DAST — Dynamic Application Security Testing
What it is
Probe the running app like an external attacker. We use OWASP ZAP (baseline) via zap and save reports under artifacts/zap/.
Why we need it Finds runtime issues: reflected XSS, missing headers, auth/logic exposure, misconfig in real responses.
What it shows (how to read it) Alerts grouped by type with risk level, description, solution, and example URLs. Expect common findings like missing security headers (CSP, X-Frame-Options). Treat High (e.g., exploitable injection) as urgent; fix Mediums for hardening.
Signal vs noise
- Signal: Confirmed vulns (XSS/SQLi), exposed admin endpoints, auth bypass.
- Noise: Info-level headers, duplicate URLs, occasional false positives—verify manually.

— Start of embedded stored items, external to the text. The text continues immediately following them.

//! Utility functions used across the Ecodash application

use crate::{EcodashError, Result};

/// Earliest year accepted from the remote API
pub const MIN_PLAUSIBLE_YEAR: i32 = 1900;

/// Latest year accepted from the remote API
pub const MAX_PLAUSIBLE_YEAR: i32 = 2100;

/// Normalize a World Bank time label to a plain year.
///
/// The sources data API keys its time dimension as "YR2010"; the plain rows
/// endpoint uses bare "2010". Both parse here. Years outside the plausible
/// historical range are rejected so a malformed label cannot seed the tables.
pub fn parse_year_label(label: &str) -> Result<i32> {
    let trimmed = label.trim();
    let digits = trimmed.strip_prefix("YR").unwrap_or(trimmed);
    let year: i32 = digits.parse().map_err(|_| {
        EcodashError::validation_field(format!("Unparseable year label: {:?}", label), "year")
    })?;
    if !(MIN_PLAUSIBLE_YEAR..=MAX_PLAUSIBLE_YEAR).contains(&year) {
        return Err(EcodashError::validation_field(
            format!("Year {} outside plausible range", year),
            "year",
        ));
    }
    Ok(year)
}

/// Validate that a string is not empty after trimming
pub fn validate_non_empty(value: &str, field_name: &str) -> Result<String> {
    let trimmed = value.trim();
    if trimmed.is_empty() {
        Err(EcodashError::validation_field(
            format!("{} cannot be empty", field_name),
            field_name,
        ))
    } else {
        Ok(trimmed.to_string())
    }
}
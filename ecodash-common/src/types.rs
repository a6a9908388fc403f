//! Domain types shared across the Ecodash application

use serde::{Deserialize, Serialize};

/// The three macroeconomic indicators the dashboard tracks.
///
/// Each maps to a World Bank series id and carries a unit flag: unemployment
/// and inflation arrive as percentages and are rescaled to fractions before
/// charting or export, GDP is charted in raw current US dollars.
#[derive(Debug, Clone, Copy, PartialEq, Eq, Hash, Serialize, Deserialize)]
pub enum Indicator {
    Gdp,
    Unemployment,
    Inflation,
}

impl Indicator {
    /// All indicators, in dashboard dropdown order
    pub const ALL: [Indicator; 3] = [
        Indicator::Gdp,
        Indicator::Unemployment,
        Indicator::Inflation,
    ];

    /// World Bank series id for this indicator
    pub fn code(&self) -> &'static str {
        match self {
            Indicator::Gdp => "NY.GDP.MKTP.CD",
            Indicator::Unemployment => "SL.UEM.TOTL.ZS",
            Indicator::Inflation => "FP.CPI.TOTL",
        }
    }

    /// Short label used in chart titles and export filenames
    pub fn label(&self) -> &'static str {
        match self {
            Indicator::Gdp => "GDP",
            Indicator::Unemployment => "Unemployment",
            Indicator::Inflation => "Inflation",
        }
    }

    /// Longer label used in the dashboard dropdown
    pub fn display_name(&self) -> &'static str {
        match self {
            Indicator::Gdp => "GDP",
            Indicator::Unemployment => "Unemployment Rate",
            Indicator::Inflation => "Inflation Rate",
        }
    }

    /// Whether the raw series is percentage-valued and must be divided by
    /// 100 before display. True for unemployment and inflation only.
    pub fn is_percentage(&self) -> bool {
        matches!(self, Indicator::Unemployment | Indicator::Inflation)
    }

    /// Resolve a user-facing label to an indicator.
    ///
    /// Accepts the short label, the dropdown display name, or the World Bank
    /// series id, case-insensitively. Unrecognized labels return `None` and
    /// flow into the "no data" path downstream.
    pub fn from_label(label: &str) -> Option<Self> {
        let normalized = label.trim();
        Self::ALL.into_iter().find(|indicator| {
            normalized.eq_ignore_ascii_case(indicator.label())
                || normalized.eq_ignore_ascii_case(indicator.display_name())
                || normalized.eq_ignore_ascii_case(indicator.code())
        })
    }

    /// Chart title for a selected country, e.g. "Unemployment Trends for USA"
    pub fn chart_title(&self, country: &str) -> String {
        format!("{} Trends for {}", self.label(), country)
    }
}

impl std::fmt::Display for Indicator {
    fn fmt(&self, f: &mut std::fmt::Formatter<'_>) -> std::fmt::Result {
        f.write_str(self.label())
    }
}

/// One long-format data point: a country's indicator value for one year
#[derive(Debug, Clone, PartialEq, Serialize, Deserialize)]
pub struct Observation {
    /// ISO3 country code (e.g. "USA")
    pub country_code: String,
    /// Observation year, normalized from the API's "YR"-prefixed label
    pub year: i32,
    /// Indicator value in source units
    pub value: f64,
}

/// Country lookup entry joined onto indicator rows for display
#[derive(Debug, Clone, PartialEq, Serialize, Deserialize)]
pub struct CountryEntry {
    /// ISO3 country code
    pub code: String,
    /// Display name (e.g. "United States")
    pub name: String,
    /// Geographic region grouping; `None` when the lookup had no match
    pub region: Option<String>,
}

/// Inclusive year interval selected in the dashboard
#[derive(Debug, Clone, Copy, PartialEq, Eq, Serialize, Deserialize)]
pub struct YearRange {
    pub start: i32,
    pub end: i32,
}

impl YearRange {
    /// Create a new range; bounds are not reordered
    pub fn new(start: i32, end: i32) -> Self {
        Self { start, end }
    }

    /// Whether the bounds are ordered (start <= end)
    pub fn is_valid(&self) -> bool {
        self.start <= self.end
    }

    /// Boundary-inclusive membership test
    pub fn contains(&self, year: i32) -> bool {
        year >= self.start && year <= self.end
    }
}

impl std::fmt::Display for YearRange {
    fn fmt(&self, f: &mut std::fmt::Formatter<'_>) -> std::fmt::Result {
        write!(f, "{}-{}", self.start, self.end)
    }
}
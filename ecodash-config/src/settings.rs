//! Application configuration structures

use serde::{Deserialize, Serialize};
use validator::Validate;

/// Main application configuration
#[derive(Debug, Clone, Serialize, Deserialize, Validate)]
#[serde(default)]
pub struct Config {
    /// HTTP server configuration
    #[validate]
    pub server: ServerConfig,

    /// World Bank API configuration
    #[validate]
    pub worldbank: WorldBankConfig,

    /// Chart rendering settings
    #[validate]
    pub chart: ChartSettings,

    /// Data and plot export settings
    #[validate]
    pub export: ExportConfig,

    /// Logging configuration
    #[validate]
    pub logging: LoggingConfig,
}

/// HTTP server configuration
#[derive(Debug, Clone, Serialize, Deserialize, Validate)]
#[serde(default)]
pub struct ServerConfig {
    /// Bind address for the dashboard server
    #[validate(length(min = 1, message = "Server host cannot be empty"))]
    pub host: String,

    /// Fixed local port the dashboard is served on
    #[validate(range(min = 1, message = "Server port must be non-zero"))]
    pub port: u16,
}

/// World Bank API configuration
#[derive(Debug, Clone, Serialize, Deserialize, Validate)]
#[serde(default)]
pub struct WorldBankConfig {
    /// API base URL
    #[validate(url(message = "World Bank base URL must be a valid URL"))]
    pub base_url: String,

    /// Numeric id of the statistics source queried for indicator series
    #[validate(range(min = 1, message = "Source id must be non-zero"))]
    pub source_id: u16,

    /// Request timeout in seconds
    #[validate(range(min = 1, max = 300, message = "Timeout must be between 1 and 300 seconds"))]
    pub timeout_seconds: u64,

    /// Page size for API requests
    #[validate(range(min = 100, max = 32000, message = "Page size must be between 100 and 32000"))]
    pub per_page: u32,
}

/// Chart rendering settings
#[derive(Debug, Clone, Serialize, Deserialize, Validate)]
#[serde(default)]
pub struct ChartSettings {
    /// Chart width in pixels
    #[validate(range(min = 100, max = 4000, message = "Width must be between 100 and 4000 pixels"))]
    pub width: u32,

    /// Chart height in pixels
    #[validate(range(min = 100, max = 4000, message = "Height must be between 100 and 4000 pixels"))]
    pub height: u32,

    /// Series line color (hex format)
    #[validate(regex(path = "crate::validation::HEX_COLOR_REGEX", message = "Line color must be a valid hex color"))]
    pub line_color: String,

    /// Whether to draw grid lines behind the series
    pub show_grid: bool,

    /// Font family for titles and axis labels
    pub font_family: String,

    /// Font size for axis labels
    #[validate(range(min = 8, max = 72, message = "Font size must be between 8 and 72"))]
    pub font_size: u32,
}

/// Data and plot export settings
#[derive(Debug, Clone, Serialize, Deserialize, Validate)]
#[serde(default)]
pub struct ExportConfig {
    /// Exported plot width in pixels
    #[validate(range(min = 100, max = 4000, message = "Image width must be between 100 and 4000 pixels"))]
    pub image_width: u32,

    /// Exported plot height in pixels
    #[validate(range(min = 100, max = 4000, message = "Image height must be between 100 and 4000 pixels"))]
    pub image_height: u32,

    /// Optional directory where exported plot images are also written
    #[validate(custom(function = "crate::validation::validate_file_path", message = "Invalid export directory path"))]
    pub image_dir: Option<String>,
}

/// Logging configuration
#[derive(Debug, Clone, Serialize, Deserialize, Validate)]
#[serde(default)]
pub struct LoggingConfig {
    /// Log level (trace, debug, info, warn, error)
    #[validate(custom(function = "crate::validation::validate_log_level", message = "Log level must be one of: trace, debug, info, warn, error"))]
    pub level: String,

    /// Optional log file path
    #[validate(custom(function = "crate::validation::validate_file_path", message = "Invalid log file path"))]
    pub file: Option<String>,

    /// Whether to use compact JSON-style output
    pub json: bool,
}

impl Default for Config {
    fn default() -> Self {
        Self {
            server: ServerConfig::default(),
            worldbank: WorldBankConfig::default(),
            chart: ChartSettings::default(),
            export: ExportConfig::default(),
            logging: LoggingConfig::default(),
        }
    }
}

impl Config {
    /// Comprehensive validation of the entire configuration
    pub fn validate_all(&self) -> Result<(), validator::ValidationErrors> {
        self.validate()
    }
}

impl Default for ServerConfig {
    fn default() -> Self {
        Self {
            host: "127.0.0.1".to_string(),
            port: 8050,
        }
    }
}

impl Default for WorldBankConfig {
    fn default() -> Self {
        Self {
            base_url: "https://api.worldbank.org/v2".to_string(),
            source_id: 2,
            timeout_seconds: 30,
            per_page: 20000,
        }
    }
}

impl Default for ChartSettings {
    fn default() -> Self {
        Self {
            width: 900,
            height: 520,
            line_color: "#1F77B4".to_string(),
            show_grid: true,
            font_family: "sans-serif".to_string(),
            font_size: 14,
        }
    }
}

impl Default for ExportConfig {
    fn default() -> Self {
        Self {
            image_width: 1200,
            image_height: 800,
            image_dir: None,
        }
    }
}

impl Default for LoggingConfig {
    fn default() -> Self {
        Self {
            level: "info".to_string(),
            file: None,
            json: false,
        }
    }
}
//! Data and plot export
//!
//! Both exports re-run the same selection the chart uses, so a downloaded
//! file always matches what is on screen.

use ecodash_common::{EcodashError, Result};
use ecodash_data::SeriesData;
use serde::{Deserialize, Serialize};
use std::path::Path;
use tracing::{info, warn};

/// One exported CSV record
#[derive(Debug, Clone, PartialEq, Serialize, Deserialize)]
pub struct ExportRow {
    #[serde(rename = "Country")]
    pub country: String,
    #[serde(rename = "Year")]
    pub year: i32,
    #[serde(rename = "Value")]
    pub value: f64,
}

/// Serialize a filtered series to CSV bytes, one record per year
pub fn series_to_csv(series: &SeriesData) -> Result<Vec<u8>> {
    let mut writer = csv::Writer::from_writer(Vec::new());
    for (year, value) in &series.points {
        writer
            .serialize(ExportRow {
                country: series.country_code.clone(),
                year: *year,
                value: *value,
            })
            .map_err(|e| EcodashError::new(format!("CSV serialization failed: {}", e)))?;
    }
    writer
        .into_inner()
        .map_err(|e| EcodashError::new(format!("CSV buffer flush failed: {}", e)))
}

/// Download filename embedding country, indicator, and year bounds,
/// e.g. "USA_Unemployment_2010_2015.csv"
pub fn csv_filename(series: &SeriesData, start: i32, end: i32) -> String {
    format!(
        "{}_{}_{}_{}.csv",
        series.country_code,
        series.indicator.label(),
        start,
        end
    )
}

/// Download filename for the exported plot image
pub fn plot_filename(series: &SeriesData) -> String {
    format!("{}_{}_plot.png", series.country_code, series.indicator.label())
}

/// Write a copy of an exported plot into the configured directory.
///
/// Failures are logged and swallowed: the browser download already carries
/// the image, the on-disk copy is best effort.
pub fn write_plot_copy(image_dir: &str, filename: &str, png: &[u8]) {
    let dir = Path::new(image_dir);
    if let Err(e) = std::fs::create_dir_all(dir) {
        warn!("Could not create export directory {}: {}", image_dir, e);
        return;
    }
    let path = dir.join(filename);
    match std::fs::write(&path, png) {
        Ok(()) => info!("Wrote plot export to {}", path.display()),
        Err(e) => warn!("Could not write plot export {}: {}", path.display(), e),
    }
}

Limits Coverage depends on crawl/auth; can be slow or noisy; logic flaws may need manual testing.
Makefile link
make zap (runs after deploy in make cd)
Quick checklist
- Prioritize High/Medium alerts; reproduce locally.
- Add/adjust headers (CSP, X-Frame-Options, CORP, HSTS) or sanitize inputs.
- Re-scan after fixes.
- Schedule deeper scans periodically; script auth for protected areas if needed.
Evidence & Index (Optional but Recommended)
Bundle current artifacts and generate an index for quick review and sharing.
Make targets (optional additions):
make evidence→artifacts/evidence-YYYY-MM-DD.zipmake artifacts-index→artifacts/ARTIFACTS.md
These help you hand a reviewer/manager a portable proof-pack.
Putting It All Together
Each artifact covers a different angle:
- SAST → your code
- SiC → your secrets
- IaC → your infra configs
- SBOM → your ingredients
- SCA → known CVEs in those ingredients
- DAST → your live surface
Run them, read them, fix the high-signal items, and iterate. Over time you’ll tune rules, reduce noise, and ship with a clean, auditable security posture—locally, on your laptop.